これは大きなセコイアの巨木です。年輪がとても力強くて、見てる自分も力を頂いているような感じでした。
随分長い間ブログを休んでしまいました。
さて、ロンドンの紅葉は、10月から11月にかけて、木の葉の色が緑から黄、それから茶色へと変化し、今頃は地面をすっかり覆い隠す程に落葉します。日本に比べて、赤くなる木が少なく、色目は地味ですが、それが、最も多い曇り空の下のイギリスには合ってるように思えます。
ロンドンの秋は私の好きな季節です。秋のしっとりとした雰囲気を、空のグレー、木々の黄から茶のグラデーション、建物の石の色、レンガの色、そして黒っぽいコートの人々は足早に歩き、冷たい空気が緊張感をこの大都会にもたらせます。それらを引き立たせるのには、二階建てバスの赤でしょうか。

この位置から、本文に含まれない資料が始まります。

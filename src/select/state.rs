use crate::registry::{Group, Registry};
use serde_json::Value;
use std::slice;

/// What the user has picked so far.
#[derive(Debug, Clone, PartialEq)]
pub enum Selected {
    Single(Option<Value>),
    Multiple(Vec<Value>),
}

impl Selected {
    pub fn empty(multiple: bool) -> Selected {
        if multiple {
            Selected::Multiple(Vec::new())
        } else {
            Selected::Single(None)
        }
    }

    pub fn is_multiple(&self) -> bool {
        matches!(self, Selected::Multiple(_))
    }

    /// Selected items in selection order; zero or one item in single mode.
    pub fn as_slice(&self) -> &[Value] {
        match self {
            Selected::Single(Some(item)) => slice::from_ref(item),
            Selected::Single(None) => &[],
            Selected::Multiple(items) => items,
        }
    }

    pub fn len(&self) -> usize {
        self.as_slice().len()
    }

    pub fn is_empty(&self) -> bool {
        self.as_slice().is_empty()
    }

    pub fn single(&self) -> Option<&Value> {
        match self {
            Selected::Single(item) => item.as_ref(),
            Selected::Multiple(_) => None,
        }
    }
}

/// Everything a renderer needs to paint the control.
#[derive(Debug, Clone, PartialEq)]
pub struct SelectionState {
    pub open: bool,
    pub search: String,
    /// Highlighted candidate; meaningful only while `registry` is non-empty.
    pub active_index: usize,
    /// Highlighted token in multiple mode; `None` while the search box owns focus.
    pub active_token: Option<usize>,
    pub selected: Selected,
    pub registry: Registry,
    /// Parallel to `registry.items()`.
    pub disabled_items: Vec<bool>,
}

impl SelectionState {
    pub fn new(multiple: bool) -> Self {
        SelectionState {
            open: false,
            search: String::new(),
            active_index: 0,
            active_token: None,
            selected: Selected::empty(multiple),
            registry: Registry::default(),
            disabled_items: Vec::new(),
        }
    }

    pub fn items(&self) -> &[Value] {
        self.registry.items()
    }

    pub fn groups(&self) -> Option<&[Group]> {
        self.registry.groups()
    }

    pub fn active_item(&self) -> Option<&Value> {
        self.registry.items().get(self.active_index)
    }

    /// Keep `active_index` inside the candidate list and `active_token` inside
    /// the selection.
    pub(crate) fn clamp(&mut self) {
        let len = self.registry.len();
        if len == 0 {
            self.active_index = 0;
        } else if self.active_index >= len {
            self.active_index = len - 1;
        }
        let tokens = self.selected.len();
        self.active_token = match self.active_token {
            Some(i) if tokens > 0 => Some(i.min(tokens - 1)),
            _ => None,
        };
    }
}

#[cfg(test)]
mod tests {
    use super::*;
    use serde_json::json;

    #[test]
    fn selected_views() {
        let s = Selected::Single(Some(json!("a")));
        assert_eq!(s.as_slice(), &[json!("a")]);
        assert_eq!(s.single(), Some(&json!("a")));
        assert!(Selected::empty(false).is_empty());
        let m = Selected::Multiple(vec![json!(1), json!(2)]);
        assert!(m.is_multiple());
        assert_eq!(m.len(), 2);
        assert!(m.single().is_none());
    }

    #[test]
    fn clamp_keeps_indices_in_bounds() {
        let mut st = SelectionState::new(true);
        st.registry = Registry::rebuild(&[json!(1), json!(2)], &[], |a, b| a == b, None);
        st.active_index = 9;
        st.active_token = Some(3);
        st.clamp();
        assert_eq!(st.active_index, 1);
        assert_eq!(st.active_token, None);

        st.selected = Selected::Multiple(vec![json!(5)]);
        st.active_token = Some(3);
        st.clamp();
        assert_eq!(st.active_token, Some(0));

        st.registry = Registry::default();
        st.clamp();
        assert_eq!(st.active_index, 0);
    }
}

キュー・ガーデンの地図で、上の南北に流れる川はテームズ川で、紅葉散策は地図上「青い部分」です。
今日はロンドン郊外のキュー・ガーデンの紅葉を見て頂きたいと思います。(3週間ほど前の写真) この植物園はとても大きくて121ヘクタール、花壇、温室、森に、植物研究所から美術館、宮殿・・・とありますので、テーマを決めて行かないと1日かかりの植物園ですが、どの部門も充実しています。夫が「秋色を見にキューへ行こう!」と言い出し、昼頃でかけました。

このあたりは世界中の木を植えてあるので、ロンドン市内よりも赤くなる木々も多く、これを夫は見たかったらしい。雨の後で地面は濡れていましたが、色鮮やかできれいでした。自転車で回っているのは植物園で働いている人達で、特に刻一刻と速まる日没に合わせて閉園時間を変えるのですが、時間を忘れたり、出口をみつけられない入園者を出口へと導く為にも、広い園内では自転車は必須だそうです。

この森の部分には人工湖があり、ガチョウが沢山います。水面に映る木々も又いいものです。自転車で連れて行ってもらう程ではありませんでしたが、閉園ぎりぎりで暗くなってきてから出ましたが、キュー・ガーデンへ行ったら必ず寄るのがすぐ近くにあるテイー・ハウスで「メイド・オブ・オナー」 Maids of Honorです。ビクトリア朝風のインテリアに、ウエイトレスも古風なエプロン姿でサービスされ、お茶も最近多いテイー・バッグではなくて、ちゃんと出してくれますが、何といってもお目当ては、ここだけの名物のお菓子「メード・オブ・オナー」でヘンリー8世が愛でた・・・という由来の、秘密のレシピで出来たパイ生地のシンプルなもので、素朴なおいしさです。私たちは暗い道でこの店の灯りを見つけ、お茶と2個ずケーキを食べ、幸せ気分で帰宅しました。

1890年代の「メード・オブ・オナー」の写真。今もこの雰囲気が残っています。288 Kew Road です。
冬はボタニカル・アートの展示しているギャラリーや温室も沢山ありますので、ロンドンの街の喧噪に疲れたら、是非キューガーデンを訪れてください。帰りにはお茶もお忘れなく!